More than half of children in an early-stage study successfully ate foods they were previously allergic to one year after discontinuing Xolair, a medication used for certain food allergies. The findings offer hope for families managing food allergies but come with important cautions from medical experts.
Encouraging Findings from a Nationwide Study
The study followed 60 children who had undergone at least 24 weeks of treatment with Xolair (omalizumab), tracking their ability to eat allergenic foods after stopping the medication. Each child followed three treatment plans, with 82% of these plans involving the supervised consumption of an allergy-triggering food.
After one year, researchers found that:
- 61-70% of children successfully ate milk, egg, or wheat.
- 38-56% were able to consume peanuts or tree nuts.
These preliminary findings were presented on March 2 by Dr. Jennifer Danzer, a pediatric allergist at Johns Hopkins Children’s Center, during a symposium at the American Academy of Allergy, Asthma & Immunology and World Allergy Organization Joint Congress in San Diego.
“While the results of Stage 3 are still preliminary, the majority of the first 60 participants were able to successfully introduce allergenic foods into their diet after stopping omalizumab,” Dr. Danzer stated in a Johns Hopkins press release.
Potential Benefits and Risks of This Approach
Xolair, a lab-made monoclonal antibody, works by targeting IgE, a key allergy trigger. Originally approved by the U.S. Food and Drug Administration (FDA) for asthma, it recently gained approval in February 2024 to reduce allergic reactions from accidental exposure. However, its use while intentionally consuming allergens is not yet FDA-approved, though it can be considered under medical supervision.
Researchers emphasized that success with this approach is not guaranteed for all children. Some experienced treatment failure due to:
- Taste or food aversion.
- Allergic reactions.
- Two cases of eosinophilic esophagitis, leading to discontinued treatment.
The study tested several common allergens, including peanut, cashew, egg, milk, walnut, hazelnut, and wheat. Success was defined as the ability to consume at least 300mg of the food daily without significant allergic reactions.
Xolair vs. Oral Immunotherapy: Comparing Treatments
The findings from this study coincide with another report presented at the same conference, comparing Xolair with oral immunotherapy (OIT), a common treatment that gradually exposes patients to increasing amounts of an allergen to build tolerance.
Dr.

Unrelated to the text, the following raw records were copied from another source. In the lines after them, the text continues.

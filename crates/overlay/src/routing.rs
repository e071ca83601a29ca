//! k-bucket routing table.
//!
//! 160 buckets indexed by the XOR-MSB distance from the local identifier,
//! each holding up to [`K`] node descriptors ordered least-recently-seen
//! first. A full bucket never evicts eagerly: the oldest incumbent is
//! pinged and only replaced when the ping times out, which keeps
//! long-lived nodes in the table — they are the ones most likely to still
//! be there tomorrow.

use std::collections::VecDeque;
use std::time::{Duration, Instant};

use ahash::{HashMap, HashMapExt, HashSet, HashSetExt};
use rand::Rng;

use codec::id::NodeId;

use crate::timer::{Timeout, Timers};
use crate::{NodeAddr, Realm};

/// Bucket capacity.
pub const K: usize = 20;

/// How long a bucket-eviction ping may go unanswered.
pub const PING_TIMEOUT: Duration = Duration::from_secs(2);

/// Instruction to the caller: ping this incumbent with this nonce.
#[derive(Debug, Clone, Copy)]
pub struct PingRequest {
    pub incumbent: NodeAddr,
    pub nonce: u32,
}

#[derive(Debug)]
struct PingWait {
    bucket: usize,
    incumbent: NodeAddr,
    candidate: NodeAddr,
    timer: u64,
}

#[derive(Debug)]
pub struct RoutingTable {
    realm: Realm,
    buckets: HashMap<usize, VecDeque<NodeAddr>>,
    ping_wait: HashMap<u32, PingWait>,
    pinged_buckets: HashSet<usize>,
}

impl RoutingTable {
    pub fn new(realm: Realm) -> Self {
        Self {
            realm,
            buckets: HashMap::new(),
            ping_wait: HashMap::new(),
            pinged_buckets: HashSet::new(),
        }
    }

    pub fn has(&self, self_id: &NodeId, id: &NodeId) -> bool {
        let Some(i) = self_id.bucket_index(id) else {
            return false;
        };
        self.buckets
            .get(&i)
            .is_some_and(|row| row.iter().any(|n| n.id == *id))
    }

    pub fn is_empty(&self) -> bool {
        self.buckets.values().all(|row| row.is_empty())
    }

    pub fn len(&self) -> usize {
        self.buckets.values().map(|row| row.len()).sum()
    }

    /// Offer a node to the table.
    ///
    /// Returns a [`PingRequest`] when the bucket is full and the oldest
    /// incumbent must prove it is still alive before the candidate may
    /// take its slot.
    pub fn add(
        &mut self,
        self_id: &NodeId,
        node: NodeAddr,
        now: Instant,
        timers: &mut Timers,
    ) -> Option<PingRequest> {
        let addr = node.addr?;
        let i = self_id.bucket_index(&node.id)?;

        let row = self.buckets.entry(i).or_default();

        if let Some(pos) = row.iter().position(|n| n.id == node.id) {
            // already known: move to the most-recently-seen end
            row.remove(pos);
            row.push_back(NodeAddr {
                id: node.id,
                addr: Some(addr),
            });
            return None;
        }

        if row.len() < K {
            row.push_back(node);
            return None;
        }

        if self.pinged_buckets.contains(&i) {
            // an eviction is already being decided for this bucket
            return None;
        }

        let incumbent = *row.front().expect("full bucket has a front");

        let mut rng = rand::rng();
        let nonce = loop {
            let nonce: u32 = rng.random();
            if !self.ping_wait.contains_key(&nonce) {
                break nonce;
            }
        };

        let timer = timers.schedule(
            now + PING_TIMEOUT,
            Timeout::BucketPing {
                realm: self.realm,
                nonce,
            },
        );

        self.pinged_buckets.insert(i);
        self.ping_wait.insert(
            nonce,
            PingWait {
                bucket: i,
                incumbent,
                candidate: node,
                timer,
            },
        );

        Some(PingRequest { incumbent, nonce })
    }

    /// The pinged incumbent answered: it stays, the candidate is dropped.
    pub fn on_ping_reply(
        &mut self,
        nonce: u32,
        src_id: &NodeId,
        src_addr: std::net::SocketAddr,
        timers: &mut Timers,
    ) {
        let Some(wait) = self.ping_wait.get(&nonce) else {
            return;
        };

        if wait.incumbent.id != *src_id || wait.incumbent.addr != Some(src_addr) {
            return;
        }

        let wait = self.ping_wait.remove(&nonce).expect("checked above");
        timers.cancel(wait.timer);
        self.pinged_buckets.remove(&wait.bucket);

        if let Some(row) = self.buckets.get_mut(&wait.bucket) {
            if let Some(pos) = row.iter().position(|n| n.id == wait.incumbent.id) {
                let incumbent = row.remove(pos).expect("position just found");
                row.push_back(incumbent);
            }
        }
    }

    /// The pinged incumbent stayed silent: evict it, seat the candidate.
    ///
    /// Returns the evicted identifier so the caller can blacklist it.
    pub fn on_ping_timeout(&mut self, nonce: u32) -> Option<NodeId> {
        let wait = self.ping_wait.remove(&nonce)?;
        self.pinged_buckets.remove(&wait.bucket);

        let row = self.buckets.get_mut(&wait.bucket)?;
        if let Some(pos) = row.iter().position(|n| n.id == wait.incumbent.id) {
            row.remove(pos);
        }
        if row.len() < K && !row.iter().any(|n| n.id == wait.candidate.id) {
            row.push_back(wait.candidate);
        }

        Some(wait.incumbent.id)
    }

    pub fn remove(&mut self, self_id: &NodeId, id: &NodeId) {
        let Some(i) = self_id.bucket_index(id) else {
            return;
        };
        if let Some(row) = self.buckets.get_mut(&i) {
            if let Some(pos) = row.iter().position(|n| n.id == *id) {
                row.remove(pos);
            }
            if row.is_empty() {
                self.buckets.remove(&i);
            }
        }
    }

    /// The `num` known nodes closest to `target` by XOR distance.
    ///
    /// When `target` is the local identifier the result includes a
    /// loopback self entry; callers that must contact a remote node
    /// filter it out.
    pub fn lookup(&self, self_id: &NodeId, target: &NodeId, num: usize) -> Vec<NodeAddr> {
        let mut picked: HashSet<isize> = HashSet::new();

        let found = self.walk_toward(self_id, target, num, &mut picked);
        if found < num {
            self.walk_rest(self_id, target, num - found, &mut picked);
        }

        let mut out: Vec<NodeAddr> = Vec::new();
        for i in picked {
            if i < 0 {
                out.push(NodeAddr {
                    id: *self_id,
                    addr: None,
                });
            } else if let Some(row) = self.buckets.get(&(i as usize)) {
                out.extend(row.iter().copied());
            }
        }

        out.sort_by_key(|n| n.id.distance(target));
        out.truncate(num);
        out
    }

    /// Walk buckets in decreasing relevance by clearing the most
    /// significant differing bit of `target` relative to self, one per
    /// step. Inserts `-1` when the walk reaches self.
    fn walk_toward(
        &self,
        self_id: &NodeId,
        target: &NodeId,
        num: usize,
        picked: &mut HashSet<isize>,
    ) -> usize {
        let mut cursor = *target;
        let mut n = 0;

        while n < num {
            let d = self_id.distance(&cursor);
            if d.is_zero() {
                picked.insert(-1);
                n += 1;
                break;
            }

            let i = self_id.bucket_index(&cursor).expect("distance is nonzero");
            if let Some(row) = self.buckets.get(&i) {
                if !row.is_empty() && picked.insert(i as isize) {
                    n += row.len();
                }
            }

            cursor = cursor ^ NodeId::from_bit(i);
        }

        n
    }

    /// Cover whatever the directed walk skipped: buckets at positions
    /// where self and target agree.
    fn walk_rest(
        &self,
        self_id: &NodeId,
        target: &NodeId,
        num: usize,
        picked: &mut HashSet<isize>,
    ) -> usize {
        let agreeing = !(self_id.distance(target));
        let mut indices: Vec<usize> = self.buckets.keys().copied().collect();
        indices.sort_unstable();

        let mut n = 0;
        for i in indices {
            if n >= num {
                break;
            }
            let bit = NodeId::from_bit(i);
            if !(agreeing & bit).is_zero() && picked.insert(i as isize) {
                n += self.buckets[&i].len();
            }
        }

        n
    }
}

#[cfg(test)]
mod tests {
    use super::*;

    fn node(i: usize, port: u16) -> NodeAddr {
        NodeAddr {
            id: NodeId::from_bit(i),
            addr: Some(format!("127.0.0.1:{port}").parse().unwrap()),
        }
    }

    #[test]
    fn entries_land_in_their_xor_bucket() {
        let self_id = NodeId::ZERO;
        let mut timers = Timers::new();
        let mut table = RoutingTable::new(Realm::Dht);
        let now = Instant::now();

        for i in [0usize, 5, 31, 159] {
            table.add(&self_id, node(i, 1000 + i as u16), now, &mut timers);
        }

        for (i, row) in &table.buckets {
            for entry in row {
                assert_eq!(self_id.bucket_index(&entry.id), Some(*i));
            }
        }
        assert_eq!(table.len(), 4);
    }

    #[test]
    fn self_is_never_inserted() {
        let self_id = NodeId::from_bit(3);
        let mut timers = Timers::new();
        let mut table = RoutingTable::new(Realm::Dht);

        let refused = table.add(
            &self_id,
            NodeAddr {
                id: self_id,
                addr: Some("127.0.0.1:1".parse().unwrap()),
            },
            Instant::now(),
            &mut timers,
        );

        assert!(refused.is_none());
        assert!(table.is_empty());
    }

    fn fill_bucket(
        table: &mut RoutingTable,
        self_id: &NodeId,
        timers: &mut Timers,
        now: Instant,
    ) -> Vec<NodeAddr> {
        // ids sharing bucket 159 relative to zero: top bit set
        let mut nodes = Vec::new();
        for n in 0..K {
            let mut bytes = [0u8; 20];
            bytes[0] = 0x80;
            bytes[19] = n as u8 + 1;
            let node = NodeAddr {
                id: NodeId::from_bytes(bytes),
                addr: Some(format!("127.0.0.1:{}", 5000 + n).parse().unwrap()),
            };
            assert!(table.add(self_id, node, now, timers).is_none());
            nodes.push(node);
        }
        nodes
    }

    #[test]
    fn full_bucket_pings_the_oldest() {
        let self_id = NodeId::ZERO;
        let mut timers = Timers::new();
        let mut table = RoutingTable::new(Realm::Dtun);
        let now = Instant::now();

        let nodes = fill_bucket(&mut table, &self_id, &mut timers, now);

        let mut bytes = [0u8; 20];
        bytes[0] = 0x80;
        bytes[19] = 0xff;
        let candidate = NodeAddr {
            id: NodeId::from_bytes(bytes),
            addr: Some("127.0.0.1:9999".parse().unwrap()),
        };

        let ping = table
            .add(&self_id, candidate, now, &mut timers)
            .expect("full bucket must trigger a ping");
        assert_eq!(ping.incumbent.id, nodes[0].id);

        // second candidate while the ping is in flight: dropped
        assert!(table.add(&self_id, candidate, now, &mut timers).is_none());

        // incumbent answers: candidate discarded, incumbent is now MRU
        table.on_ping_reply(
            ping.nonce,
            &nodes[0].id,
            nodes[0].addr.unwrap(),
            &mut timers,
        );
        assert!(table.has(&self_id, &nodes[0].id));
        assert!(!table.has(&self_id, &candidate.id));

        // a fresh candidate pings again; this time the incumbent stays
        // silent and is evicted
        let ping = table
            .add(&self_id, candidate, now, &mut timers)
            .expect("ping expected");
        assert_eq!(ping.incumbent.id, nodes[1].id);

        let evicted = table.on_ping_timeout(ping.nonce);
        assert_eq!(evicted, Some(nodes[1].id));
        assert!(!table.has(&self_id, &nodes[1].id));
        assert!(table.has(&self_id, &candidate.id));
    }

    #[test]
    fn lookup_returns_closest_sorted() {
        let self_id = NodeId::ZERO;
        let mut timers = Timers::new();
        let mut table = RoutingTable::new(Realm::Dht);
        let now = Instant::now();

        for i in 0..16 {
            table.add(&self_id, node(i * 10, 2000 + i as u16), now, &mut timers);
        }

        let target = NodeId::from_bit(50);
        let got = table.lookup(&self_id, &target, 4);

        assert_eq!(got.len(), 4);
        assert_eq!(got[0].id, NodeId::from_bit(50));
        for pair in got.windows(2) {
            assert!(pair[0].id.distance(&target) < pair[1].id.distance(&target));
        }

        // determinism: the same question gives the same answer
        assert_eq!(table.lookup(&self_id, &target, 4), got);
    }

    #[test]
    fn lookup_for_self_includes_loopback() {
        let self_id = NodeId::from_bit(100);
        let mut timers = Timers::new();
        let mut table = RoutingTable::new(Realm::Dtun);
        let now = Instant::now();

        table.add(&self_id, node(3, 3000), now, &mut timers);

        let got = table.lookup(&self_id, &self_id, 2);
        assert_eq!(got[0].id, self_id);
        assert_eq!(got[0].addr, None);
        assert_eq!(got.len(), 2);
    }
}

Robert Wood, director of the Eudowood Division of Allergy, Immunology, and Rheumatology at Johns Hopkins Children’s Center and lead researcher in the study, explained:
“We hypothesized that while Xolair was still in the system, rapid desensitization could occur, and for the majority of participants, this turned out to be possible.”
While preliminary data suggests that Xolair may offer advantages over oral immunotherapy, both options remain viable treatment strategies. However, doctors stress that neither therapy guarantees long-term success.
The Need for Ongoing Food Exposure
Doctors involved in the study believe that children who successfully reintroduce allergenic foods into their diets must maintain consistent, near-daily exposure to prevent the allergy from returning. This requirement applies to both Xolair-assisted desensitization and oral immunotherapy.
Dr. Sharon Chinthrajah, an associate professor at Stanford Medicine and senior study author, emphasized that treatment decisions should be individualized:
“There is no one-size-fits-all therapy. Families and patients should carefully consider their goals—whether it’s being able to eat a specific food safely or reducing the risk of severe reactions from accidental exposure.”
Next Steps and Final Thoughts
While this research provides encouraging insights, the study is ongoing, and researchers continue to collect data to better guide doctors in developing personalized treatment plans.
Dr. Danzer acknowledged that some allergists already use this approach for select patients, despite it not being officially FDA-approved for intentional allergen consumption:
“We and others are already using this approach for select patients with caution, recognizing that this use is not consistent with the FDA label.”
Doctors warn that even with successful desensitization, allergic reactions remain a possibility, and Xolair itself can cause severe allergic responses. Additionally, its injections can be painful.
Parents interested in exploring this treatment option should consult an allergy specialist to determine whether their child may benefit from this emerging approach.